» What the exercise asks: Check each line of the entries below for the word "channel", and copy out the ones that have it.
Data section Start Marker
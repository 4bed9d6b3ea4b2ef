use chrono::{DateTime, Utc};
use serde::{Deserialize, Serialize};
use uuid::Uuid;

use crate::intent::{Intent, Slots};

/// Handoff payload created once per confirmed conversation.
#[derive(Debug, Clone, PartialEq, Serialize, Deserialize)]
pub struct Lead {
    /// Unique lead ID (UUIDv7 for time-sortability).
    pub id: Uuid,
    pub user_id: String,
    pub name: String,
    pub intent: Intent,
    #[serde(default)]
    pub brand: Option<String>,
    pub phone: String,
    #[serde(default)]
    pub slots: Slots,
    pub created_at: DateTime<Utc>,
}

impl Lead {
    pub fn new(
        user_id: impl Into<String>,
        name: impl Into<String>,
        intent: Intent,
        brand: Option<String>,
        phone: impl Into<String>,
        slots: Slots,
    ) -> Self {
        Self {
            id: Uuid::now_v7(),
            user_id: user_id.into(),
            name: name.into(),
            intent,
            brand,
            phone: phone.into(),
            slots,
            created_at: Utc::now(),
        }
    }
}

#[cfg(test)]
mod tests {
    use super::*;

    #[test]
    fn new_lead_has_fresh_id_and_timestamp() {
        let a = Lead::new("42", "Иван", Intent::BuyNew, Some("Chery".into()), "+79161234567", Slots::default());
        let b = Lead::new("42", "Иван", Intent::BuyNew, None, "+79161234567", Slots::default());
        assert_ne!(a.id, b.id);
        assert!(a.created_at <= Utc::now());
    }

    #[test]
    fn lead_json_shape() {
        let lead = Lead::new("7", "Анна", Intent::Repair, None, "+79990001122", Slots::default());
        let json = serde_json::to_value(&lead).unwrap();
        assert_eq!(json["intent"], "repair");
        assert_eq!(json["user_id"], "7");
        assert!(json["created_at"].is_string());
    }
}
//! Test-only crate. The scenarios live in `tests/`.
//! E2E purchase conversations: dealer search, non-dealer notice, refinement.

mod helpers;

use helpers::TestHarness;

use al_orchestrator::dialogue::replies;
use al_protocol::Intent;

/// A non-dealer brand gets the dealer notice once, then a plain listing.
#[tokio::test]
async fn e2e_non_dealer_notice_is_sent_once() {
    let h = TestHarness::with_sample_data();
    h.say("100", "Иван").await;

    let replies = h.say("100", "хочу купить новый Porsche").await;
    assert_eq!(replies.len(), 1);
    assert!(replies[0].contains("Porsche"));
    assert!(replies[0].contains("Chery, Jetour и Haval"));
    assert!(replies[0].contains("1. "));
    assert_eq!(h.state("100").await, "non_dealer_choice");

    let replies = h.say("100", "а кроссовер до 3 млн?").await;
    assert!(!replies[0].contains("Porsche"));
    let (_, session) = h.session("100").await;
    assert_eq!(session["non_dealer_notice_sent"], true);
    for offer in session["last_search_results"].as_array().unwrap() {
        assert!(offer["final_price"].as_u64().unwrap() <= 3_000_000);
    }
}

/// Numbered follow-ups pick from the cached listing.
#[tokio::test]
async fn e2e_variant_detail_after_search() {
    let h = TestHarness::with_sample_data();
    h.say("101", "Иван").await;
    h.say("101", "подберите кроссовер до 2.8 млн").await;

    let replies = h.say("101", "давайте второй вариант").await;
    assert!(replies[0].starts_with("🚙 "));
    let (_, session) = h.session("101").await;
    assert_eq!(session["last_variant_idx"], 1);
    assert_eq!(session["last_price_max"], 2_800_000);
}

/// Brand, budget, body, consent, phone, confirmation: one lead to the brand channel.
#[tokio::test]
async fn e2e_dealer_purchase_creates_routed_lead() {
    let h = TestHarness::with_sample_data();
    h.say("102", "Иван").await;

    assert_eq!(h.say("102", "Хочу Chery").await, vec![replies::ASK_BUDGET]);
    assert_eq!(h.say("102", "до 3 млн").await, vec![replies::ASK_BODY]);

    let listing = h.say("102", "кроссовер").await;
    assert!(listing[0].contains("Tiggo"));
    let (_, session) = h.session("102").await;
    assert_eq!(session["slots"]["budget_max"], 3_000_000);
    assert_eq!(session["slots"]["body"], "кроссовер");

    h.say("102", "да").await;
    assert_eq!(h.state("102").await, "collect_phone");

    let summary = h.say("102", "8 916 123 45 67").await;
    assert!(summary[0].contains("+791****4567"));
    assert_eq!(h.state("102").await, "confirm_final");

    let (_, json) = h.send("102", "да").await;
    assert_eq!(json["replies"][0], replies::CONFIRMED);
    assert_eq!(json["state"], "finished");
    assert_eq!(json["leads"][0]["channel"], "sales-chery");

    let leads = h.leads();
    assert_eq!(leads.len(), 1);
    assert_eq!(leads[0].lead.intent, Intent::BuyNew);
    assert_eq!(leads[0].lead.brand.as_deref(), Some("Chery"));
    assert_eq!(leads[0].lead.phone, "+79161234567");
    assert!(leads[0].text.contains("🎯 Интерес: Покупка НОВОГО"));
    assert!(leads[0].text.contains("🆔 User ID: 102"));
}

/// A catalog model name answers directly and enters the refinement loop.
#[tokio::test]
async fn e2e_direct_model_question() {
    let h = TestHarness::with_sample_data();
    let replies = h.say("103", "Сколько стоит Tiggo 7 Pro?").await;
    assert!(replies[0].starts_with("Да, Chery Tiggo 7 Pro есть в наличии"));

    let (_, session) = h.session("103").await;
    assert_eq!(session["state"], "non_dealer_choice");
    assert_eq!(session["target_brand"], "Chery");
    assert_eq!(session["intent"], "buy_new");
}

/// "Doesn't matter" answers budget and body at once and lists the brand.
#[tokio::test]
async fn e2e_budget_does_not_matter() {
    let h = TestHarness::with_sample_data();
    h.say("104", "Иван").await;
    assert_eq!(h.say("104", "Хочу Haval").await.last().map(String::as_str), Some(replies::ASK_BUDGET));

    let listing = h.say("104", "неважно").await;
    assert!(listing[0].contains("Haval"));
    assert_eq!(h.state("104").await, "non_dealer_choice");

    let (_, session) = h.session("104").await;
    assert_eq!(session["slots"]["budget_max"], al_catalog::specs::UNLIMITED_BUDGET);
    assert_eq!(session["slots"]["body"], "любой");
}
Data section End Marker
» Answer to the exercise:
/// Brand, budget, body, consent, phone, confirmation: one lead to the brand channel.
    assert_eq!(json["leads"][0]["channel"], "sales-chery");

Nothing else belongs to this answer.